So it's finally here the dreaded year of making final decisions and studying until you pass out at the desk. The year where the tears are plentiful and worries are forgotten by copious amounts of alcohol on the study weekends. That is until you wake up hung over, craving a big glass of orange juice and a rasher roll until you realise, there is nothing in the fridge and you have an English essay due the next day and you have nothing done I mean nothing like you haven't even picked a topic.
This is the last year of constant badgering of relatives and complete strangers with their questioning tone as they roll out the usual, ''So where do you plan on going to college?'' ''How many points is it to get into that course?'' and the beloved never ending question ''And what exactly will your job be when you finish this course you speak of?''. At the end of this school year it will all be over and we will look back and wonder why on earth we lost so many tears and had so much anxiety during this one small portions of our precious lives that we have yet to truly live.
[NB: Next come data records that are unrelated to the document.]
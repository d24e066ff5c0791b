//! Sniffed byte stream to daily record files
#![allow(clippy::disallowed_methods)] // Test code - unwrap is acceptable

use std::fs;

use chrono::{Local, TimeZone};
use metersrv::{run_stream, DailyRecordWriter, MeterConfig, MeterPipeline, StreamEnd};
use tempfile::TempDir;
use tokio_util::sync::CancellationToken;
use voltage_protocols::modbus::crc16;

const READ_REQUEST: &str = "01030000003C45DB";

fn response_frame(active_power_raw: i32, frequency_raw: u16) -> String {
    let mut regs = [0u16; 59];
    regs[38] = frequency_raw;
    let power = active_power_raw.to_be_bytes();
    regs[20] = u16::from_be_bytes([power[0], power[1]]);
    regs[21] = u16::from_be_bytes([power[2], power[3]]);

    let mut body = vec![0x01, 0x03, 0x76];
    for reg in regs {
        body.extend_from_slice(&reg.to_be_bytes());
    }
    body.extend_from_slice(&crc16(&body).to_le_bytes());
    body.iter().map(|b| format!("{:02X}", b)).collect()
}

fn pipeline_in(dir: &TempDir) -> MeterPipeline<DailyRecordWriter> {
    let template = format!("{}/%Y-%m-%d_fronius.csv", dir.path().display());
    let writer = DailyRecordWriter::new(template).unwrap();
    MeterPipeline::new(&MeterConfig::default(), writer)
}

#[test]
fn test_stream_lands_in_daily_file() {
    let dir = TempDir::new().unwrap();
    let mut pipeline = pipeline_in(&dir);
    let stream = format!("{}\r\n{}\r\n", READ_REQUEST, response_frame(0, 500));
    let timestamp = Local.with_ymd_and_hms(2024, 6, 10, 14, 5, 9).unwrap();

    for chunk in stream.as_bytes().chunks(13) {
        pipeline.ingest_at(chunk, timestamp);
    }

    let path = dir.path().join("2024-06-10_fronius.csv");
    let content = fs::read_to_string(path).unwrap();
    let lines: Vec<&str> = content.lines().collect();
    assert_eq!(lines.len(), 2);
    assert!(lines[0].starts_with("\"Time\",\"E-in/kWh\""));
    assert!(lines[1].starts_with("\"14:05:09\","));
    assert!(lines[1].contains("\"50,0\""));
    assert_eq!(pipeline.stats().records, 1);
}

#[test]
fn test_midnight_rollover_starts_new_file() {
    let dir = TempDir::new().unwrap();
    let mut pipeline = pipeline_in(&dir);

    let before = Local.with_ymd_and_hms(2024, 6, 10, 23, 59, 58).unwrap();
    let after = Local.with_ymd_and_hms(2024, 6, 11, 0, 0, 2).unwrap();

    let first = format!("{}\n{}\n", READ_REQUEST, response_frame(0, 500));
    let second = format!("{}\n{}\n", READ_REQUEST, response_frame(0, 499));
    assert_eq!(pipeline.ingest_at(first.as_bytes(), before), 1);
    assert_eq!(pipeline.ingest_at(second.as_bytes(), after), 1);

    for (day, frequency) in [("2024-06-10", "\"50,0\""), ("2024-06-11", "\"49,9\"")] {
        let path = dir.path().join(format!("{}_fronius.csv", day));
        let content = fs::read_to_string(path).unwrap();
        let lines: Vec<&str> = content.lines().collect();
        assert_eq!(lines.len(), 2, "{}", day);
        assert!(lines[0].starts_with("\"Time\""));
        assert!(lines[1].contains(frequency));
    }
}

#[test]
fn test_negative_power_written_with_sign() {
    let dir = TempDir::new().unwrap();
    let mut pipeline = pipeline_in(&dir);
    let timestamp = Local.with_ymd_and_hms(2024, 6, 12, 9, 0, 0).unwrap();

    // active power scale is 0.01 W
    let stream = format!("{}\n{}\n", READ_REQUEST, response_frame(-15237, 500));
    pipeline.ingest_at(stream.as_bytes(), timestamp);

    let content = fs::read_to_string(dir.path().join("2024-06-12_fronius.csv")).unwrap();
    assert!(content.contains("\"-152,37\""));
}

#[tokio::test]
async fn test_run_stream_writes_records_until_eof() {
    let dir = TempDir::new().unwrap();
    let mut pipeline = pipeline_in(&dir);
    let stream = format!(
        "NOISE\r\n{}\r\n{}\r\n{}\r\n{}\r\n",
        READ_REQUEST,
        response_frame(0, 500),
        READ_REQUEST,
        response_frame(0, 501)
    );

    let end = run_stream(
        stream.as_bytes(),
        &mut pipeline,
        64,
        CancellationToken::new(),
    )
    .await
    .unwrap();

    assert_eq!(end, StreamEnd::Eof);
    let stats = pipeline.stats();
    assert_eq!(stats.records, 2);
    assert_eq!(stats.requests, 2);
    assert_eq!(stats.unrecognized, 1);
    assert_eq!(stats.write_failures, 0);

    let files: Vec<_> = fs::read_dir(dir.path()).unwrap().collect();
    assert_eq!(files.len(), 1);
}
//! metersrv - passive Modbus-RTU meter sniffer
//!
//! Listens to the hex-line output of a bus sniffer attached to a Fronius
//! Smart Meter, decodes the meter's register responses and appends one CSV
//! row per response to a file per local calendar day.
//!
//! ```text
//! serial port / replay file
//!     └── run_stream (chunk by chunk)
//!           └── MeterPipeline (FrameAssembler → FrameDecoder)
//!                 └── DailyRecordWriter
//! ```

pub mod bootstrap;
pub mod config;
pub mod pipeline;
pub mod record;
pub mod runtime;

pub use config::MeterConfig;
pub use pipeline::{MeterPipeline, PipelineStats};
pub use record::{DailyRecordWriter, RecordSink};
pub use runtime::{run_stream, StreamEnd};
This is the last year of having constant supports people telling you where to go what to do and when to do it in every single aspect of our lives as s we progress and move forward to a life where we have to study independently maybe we will have to move out and stand on our own to feet. The reality of this actually makes me think of what I don't know. Like how do I know what taxes I have to pay, where do you buy Hoover bags and I will have to buy everything myself ( well maybe not everything, thank mammy).
This is the year where I can really make something of myself. I am prepared to work hard and get what I deserve but this is NOT the year that will define me. This is NOT the year that will defeat me. This is NOT the year that will take hold of me.
In conclusion Sixth Year has just hit me like a tonne of bricks.